BOZEMAN, Mont. — The longtime work of a Montana State University plant scientist to combat a common parasitic weed that affects farmers in nearly 20 African countries was recently featured by the BBC program Newsday.

David Sands, a professor in the department of plant sciences and plant pathology in MSU’s College of Agriculture, has studied striga for more than a decade. The purple-flowered weed causes $7 billion to $10 billion in agricultural losses for smallholder farmers across northern Africa each year. Sands’ research focuses on a unique fungus, native to Africa, that can be used as a biocontrol to combat striga damage to agricultural crops like sorghum, millet and okra.

“We were lucky to find such a good biocontrol,” said Sands in the BBC interview. “Without using genetically modified organisms, we were able to find a really good killer fungus (against striga).”
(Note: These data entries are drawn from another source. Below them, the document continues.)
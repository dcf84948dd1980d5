//! Flat `KEY=VALUE` settings file
//!
//! The control API writes individual keys back into the file the operator
//! may also edit by hand, so writes keep comments, ordering and unrelated
//! lines intact.

use parking_lot::Mutex;
use std::collections::HashMap;
use std::path::{Path, PathBuf};

use crate::{write_atomic, ConfigError};

/// Handle to a key=value settings file
#[derive(Debug)]
pub struct EnvFile {
    path: PathBuf,
    /// Serializes read-modify-write cycles
    write_lock: Mutex<()>,
}

impl EnvFile {
    pub fn new(path: impl Into<PathBuf>) -> Self {
        Self {
            path: path.into(),
            write_lock: Mutex::new(()),
        }
    }

    pub fn path(&self) -> &Path {
        &self.path
    }

    /// All entries in file order; a missing file is empty
    pub fn entries(&self) -> Result<Vec<(String, String)>, ConfigError> {
        Ok(self
            .read_lines()?
            .iter()
            .filter_map(|line| parse_line(line))
            .collect())
    }

    /// Entries as a map, later duplicates win
    pub fn to_map(&self) -> Result<HashMap<String, String>, ConfigError> {
        Ok(self.entries()?.into_iter().collect())
    }

    pub fn get(&self, key: &str) -> Result<Option<String>, ConfigError> {
        Ok(self
            .entries()?
            .into_iter()
            .rev()
            .find(|(k, _)| k == key)
            .map(|(_, v)| v))
    }

    pub fn set(&self, key: &str, value: &str) -> Result<(), ConfigError> {
        self.set_many([(key, value)])
    }

    /// Update several keys in one write
    pub fn set_many<K, V>(&self, pairs: impl IntoIterator<Item = (K, V)>) -> Result<(), ConfigError>
    where
        K: AsRef<str>,
        V: AsRef<str>,
    {
        let pairs: Vec<(String, String)> = pairs
            .into_iter()
            .map(|(k, v)| (k.as_ref().to_string(), v.as_ref().to_string()))
            .collect();
        for (key, _) in &pairs {
            validate_key(key)?;
        }

        let _guard = self.write_lock.lock();
        let mut lines = self.read_lines()?;

        for (key, value) in &pairs {
            let rendered = render_line(key, value);
            match lines
                .iter()
                .position(|line| parse_line(line).is_some_and(|(k, _)| &k == key))
            {
                Some(idx) => {
                    lines[idx] = rendered;
                    // drop any later duplicates so the rewritten value wins
                    let mut i = idx + 1;
                    while i < lines.len() {
                        if parse_line(&lines[i]).is_some_and(|(k, _)| &k == key) {
                            lines.remove(i);
                        } else {
                            i += 1;
                        }
                    }
                }
                None => lines.push(rendered),
            }
        }

        self.write_lines(&lines)
    }

    /// Remove a key; absent keys are a no-op
    pub fn remove(&self, key: &str) -> Result<(), ConfigError> {
        let _guard = self.write_lock.lock();
        let mut lines = self.read_lines()?;
        let before = lines.len();
        lines.retain(|line| !parse_line(line).is_some_and(|(k, _)| k == key));
        if lines.len() == before {
            return Ok(());
        }
        self.write_lines(&lines)
    }

    fn read_lines(&self) -> Result<Vec<String>, ConfigError> {
        match std::fs::read_to_string(&self.path) {
            Ok(content) => Ok(content.lines().map(str::to_string).collect()),
            Err(e) if e.kind() == std::io::ErrorKind::NotFound => Ok(Vec::new()),
            Err(source) => Err(ConfigError::Read {
                path: self.path.display().to_string(),
                source,
            }),
        }
    }

    fn write_lines(&self, lines: &[String]) -> Result<(), ConfigError> {
        let mut content = lines.join("\n");
        content.push('\n');
        write_atomic(&self.path, content.as_bytes())
    }
}

/// Parse one line into `(key, value)`; comments and junk yield `None`
pub fn parse_line(line: &str) -> Option<(String, String)> {
    let trimmed = line.trim();
    if trimmed.is_empty() || trimmed.starts_with('#') {
        return None;
    }
    let trimmed = trimmed.strip_prefix("export ").unwrap_or(trimmed);
    let (key, raw) = trimmed.split_once('=')?;
    let key = key.trim();
    if validate_key(key).is_err() {
        return None;
    }
    Some((key.to_string(), parse_value(raw.trim())))
}

fn parse_value(raw: &str) -> String {
    if raw.len() >= 2 && raw.starts_with('"') && raw.ends_with('"') {
        return unescape(&raw[1..raw.len() - 1]);
    }
    if raw.len() >= 2 && raw.starts_with('\'') && raw.ends_with('\'') {
        return raw[1..raw.len() - 1].to_string();
    }
    // unquoted values may carry a trailing comment
    match raw.find(" #") {
        Some(idx) => raw[..idx].trim_end().to_string(),
        None => raw.to_string(),
    }
}

fn unescape(inner: &str) -> String {
    let mut out = String::with_capacity(inner.len());
    let mut chars = inner.chars();
    while let Some(c) = chars.next() {
        if c == '\\' {
            match chars.next() {
                Some('n') => out.push('\n'),
                Some('t') => out.push('\t'),
                Some(other) => out.push(other),
                None => out.push('\\'),
            }
        } else {
            out.push(c);
        }
    }
    out
}

fn render_line(key: &str, value: &str) -> String {
    let needs_quotes = value
        .chars()
        .any(|c| c.is_whitespace() || matches!(c, '#' | '"' | '\'' | '\\'));
    if !needs_quotes {
        return format!("{key}={value}");
    }
    let escaped = value
        .replace('\\', "\\\\")
        .replace('"', "\\\"")
        .replace('\n', "\\n")
        .replace('\t', "\\t");
    format!("{key}=\"{escaped}\"")
}

fn validate_key(key: &str) -> Result<(), ConfigError> {
    let mut chars = key.chars();
    let valid = match chars.next() {
        Some(first) => {
            (first.is_ascii_alphabetic() || first == '_')
                && chars.all(|c| c.is_ascii_alphanumeric() || c == '_')
        }
        None => false,
    };
    if valid {
        Ok(())
    } else {
        Err(ConfigError::InvalidKey(key.to_string()))
    }
}

#[cfg(test)]
mod tests {
    use super::*;
    use tempfile::TempDir;

    fn file_with(content: &str) -> (TempDir, EnvFile) {
        let dir = TempDir::new().unwrap();
        let path = dir.path().join(".env");
        std::fs::write(&path, content).unwrap();
        (dir, EnvFile::new(path))
    }

    #[test]
    fn test_parse_line_variants() {
        assert_eq!(parse_line("PORT=5005"), Some(("PORT".into(), "5005".into())));
        assert_eq!(parse_line("export A = b"), Some(("A".into(), "b".into())));
        assert_eq!(parse_line("V='Emma • x'"), Some(("V".into(), "Emma • x".into())));
        assert_eq!(parse_line(r#"Q="say \"hi\"""#), Some(("Q".into(), "say \"hi\"".into())));
        assert_eq!(parse_line("X=1 # note"), Some(("X".into(), "1".into())));
        assert_eq!(parse_line("EMPTY="), Some(("EMPTY".into(), String::new())));
        assert_eq!(parse_line("# comment"), None);
        assert_eq!(parse_line("not a pair"), None);
        assert_eq!(parse_line("1BAD=x"), None);
    }

    #[test]
    fn test_missing_file_is_empty() {
        let dir = TempDir::new().unwrap();
        let file = EnvFile::new(dir.path().join("absent.env"));
        assert!(file.entries().unwrap().is_empty());
        assert_eq!(file.get("PORT").unwrap(), None);
    }

    #[test]
    fn test_set_preserves_layout() {
        let (_dir, file) = file_with("# Landing judge\nPORT=5005\n\nAWS_REGION=us-east-1\n");
        file.set("AWS_REGION", "eu-west-2").unwrap();
        file.set("ENABLE_TTS", "false").unwrap();

        let content = std::fs::read_to_string(file.path()).unwrap();
        assert_eq!(
            content,
            "# Landing judge\nPORT=5005\n\nAWS_REGION=eu-west-2\nENABLE_TTS=false\n"
        );
    }

    #[test]
    fn test_set_creates_file() {
        let dir = TempDir::new().unwrap();
        let file = EnvFile::new(dir.path().join(".env"));
        file.set("OVERLAY_HUE_DEG", "90").unwrap();
        assert_eq!(file.get("OVERLAY_HUE_DEG").unwrap().as_deref(), Some("90"));
    }

    #[test]
    fn test_quoted_values_round_trip() {
        let (_dir, file) = file_with("");
        file.set("LOCAL_VOICE", "Microsoft Zira Desktop").unwrap();
        file.set("SECRET", r#"a"b\c"#).unwrap();
        assert_eq!(
            file.get("LOCAL_VOICE").unwrap().as_deref(),
            Some("Microsoft Zira Desktop")
        );
        assert_eq!(file.get("SECRET").unwrap().as_deref(), Some(r#"a"b\c"#));
    }

    #[test]
    fn test_duplicates_collapse_on_write() {
        let (_dir, file) = file_with("PORT=1\nPORT=2\n");
        assert_eq!(file.get("PORT").unwrap().as_deref(), Some("2"));
        file.set("PORT", "3").unwrap();
        assert_eq!(file.entries().unwrap(), vec![("PORT".into(), "3".into())]);
    }

    #[test]
    fn test_remove_and_invalid_key() {
        let (_dir, file) = file_with("A=1\nB=2\n");
        file.remove("A").unwrap();
        file.remove("ZZZ").unwrap();
        assert_eq!(file.entries().unwrap(), vec![("B".into(), "2".into())]);
        assert!(matches!(file.set("bad key", "x"), Err(ConfigError::InvalidKey(_))));
    }
}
The fungus, called Fusarium oxysporum, is abbreviated FOXY in Sands’ research. His studies led to a collaboration with his brother, John, a retired surgeon who had spent time in Kenya and had seen the impacts of striga on local agricultural operations and the resulting malnutrition due to crop losses. In 2008 they created the Toothpick Project, a nonprofit that works with scientists across Africa to develop FOXY into a viable agricultural biocontrol.

Over the past decade, Sands and his fellow scientists have used plant genetics to select strains of the fungus that are more adept at killing striga while leaving crops unaffected. The fungus is cultivated in a laboratory and grown on toothpicks, which gave the project its name. Those toothpicks are then stored in containers of cooked rice, which provide just the right combination of moisture and temperature to allow the fungus to incubate. Farmers can then incorporate that rice into their planting, putting it in the soil along with their seed.
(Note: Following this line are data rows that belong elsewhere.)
//! Configuration for the landing judge
//!
//! - `EnvFile`: the flat key=value file the operator and the control API share
//! - `Settings`: typed settings layered from defaults, environment and file
//! - `QuoteCatalog`: per-score quotes and messages with bundled defaults

pub mod constants;
mod env_file;
mod error;
mod quotes;
mod settings;

pub use env_file::{parse_line, EnvFile};
pub use error::ConfigError;
pub use quotes::{QuoteCatalog, QuoteDocument};
pub use settings::{Settings, SettingsLoader, SettingsUpdate, SETTINGS_KEYS};

use std::path::Path;

/// Write via a sibling temp file and rename, so readers never see a partial file
pub fn write_atomic(path: &Path, bytes: &[u8]) -> Result<(), ConfigError> {
    let write_err = |source| ConfigError::Write {
        path: path.display().to_string(),
        source,
    };

    if let Some(parent) = path.parent().filter(|p| !p.as_os_str().is_empty()) {
        std::fs::create_dir_all(parent).map_err(write_err)?;
    }

    let mut tmp_name = path
        .file_name()
        .map(|n| n.to_os_string())
        .unwrap_or_else(|| "settings".into());
    tmp_name.push(".tmp");
    let tmp = path.with_file_name(tmp_name);

    std::fs::write(&tmp, bytes).map_err(write_err)?;
    std::fs::rename(&tmp, path).map_err(write_err)
}

#[cfg(test)]
mod tests {
    use super::*;

    #[test]
    fn test_write_atomic_creates_parents() {
        let dir = tempfile::TempDir::new().unwrap();
        let path = dir.path().join("nested/deeper/file.json");
        write_atomic(&path, b"{}").unwrap();
        assert_eq!(std::fs::read_to_string(&path).unwrap(), "{}");
        assert!(!dir.path().join("nested/deeper/file.json.tmp").exists());
    }
}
“The fungus takes it from there,” said Sands. “It kills the striga and allows the seeds to germinate.”

Sands’ current work at MSU also seeks to address invasive weeds and precision agriculture at home in Montana, working in collaboration with the Montana Department of Agriculture. His biocontrol research explores natural mechanisms to combat weeds that affect crops in the region, just as FOXY can be used to combat striga. He also researches alternative crops such as gluten-free grains and low glycemic crops such as peas, oats and potatoes.

With the help of a 2014 grant from the Bill and Melinda Gates Foundation, the team at the Toothpick Project, now directed by Sands’ daughter Claire Sands Baker, began a large-scale test, incorporating FOXY into use on 500 farms across Kenya. The benefits were nearly immediate and universal, according to Sands.
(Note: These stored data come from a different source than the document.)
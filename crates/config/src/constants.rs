//! Centralized defaults for the landing judge
//!
//! Single source of truth for default setting values, limits and file
//! locations used across the crates.

/// Network defaults
pub mod server {
    pub const DEFAULT_HOST: &str = "127.0.0.1";
    pub const DEFAULT_PORT: u16 = 5005;

    /// Broadcast channel depth per subscriber before old events are dropped
    pub const EVENT_CHANNEL_CAPACITY: usize = 64;

    /// Interval between SSE keep-alive comments (seconds)
    pub const KEEP_ALIVE_SECS: u64 = 60;
}

/// Overlay display defaults
pub mod overlay {
    /// How long the banner stays up (ms)
    pub const BANNER_DURATION_MS: u64 = 8000;

    /// Minimum time the banner lingers after audio ends (ms)
    pub const BANNER_MIN_LINGER_MS: u64 = 2000;

    pub const MAX_HUE_DEG: u16 = 360;
}

/// Audio effect defaults
pub mod effects {
    pub const STATIC_NOISE_LEVEL: f64 = 0.02;
    pub const RADIO_NOISE_LEVEL: f64 = 0.03;
    pub const WIND_NOISE_LEVEL: f64 = 0.03;
}

/// Text-to-speech defaults
pub mod tts {
    pub const DEFAULT_PROVIDER: &str = "polly";
    pub const DEFAULT_FALLBACK: &str = "local";

    pub const AWS_REGION: &str = "us-east-1";
    pub const POLLY_VOICE_ID: &str = "Joanna";
    pub const POLLY_OUTPUT_FORMAT: &str = "mp3";

    pub const NEURAL_ENDPOINT: &str = "https://api.elevenlabs.io";
    pub const NEURAL_VOICE_ID: &str = "21m00Tcm4TlvDq8ikWAM";
    pub const NEURAL_MODEL_ID: &str = "eleven_multilingual_v2";

    /// Provider request timeout (ms)
    pub const REQUEST_TIMEOUT_MS: u64 = 15_000;
}

/// File locations, relative to the working directory
pub mod paths {
    pub const SETTINGS_FILE: &str = ".env";
    pub const STATIC_DIR: &str = "static";
    pub const AUDIO_SUBDIR: &str = "audio";
    pub const AUDIO_INDEX_FILE: &str = "audio_index.json";
    pub const QUOTES_FILE: &str = "quotes.json";
    pub const DEFAULT_QUOTES_FILE: &str = "quotes.default.json";
}

/// Quote selection
pub mod quotes {
    /// Spoken when a score has no quotes at all
    pub const FALLBACK_QUOTE: &str = "Well, that happened.";
}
“(Striga) could take 20% (to) 80% of your anticipated yield, which is huge if you’re a farmer relying on your small farm,” said Sands. “In two growing seasons, we increased the yield for local small farmers, all 500 of them, by an average of 42% (to) 56%.”

The Toothpick Project continues to adapt FOXY through genetic research, with the team that includes scientists from 12 countries, including the African nations of Benin, Cameroon, Ghana and Mali. The nonprofit partners with the Kenya Agricultural and Livestock Research Organization and Welthungerhilfe, a German nonprofit dedicated to ending world hunger and addressing extreme poverty.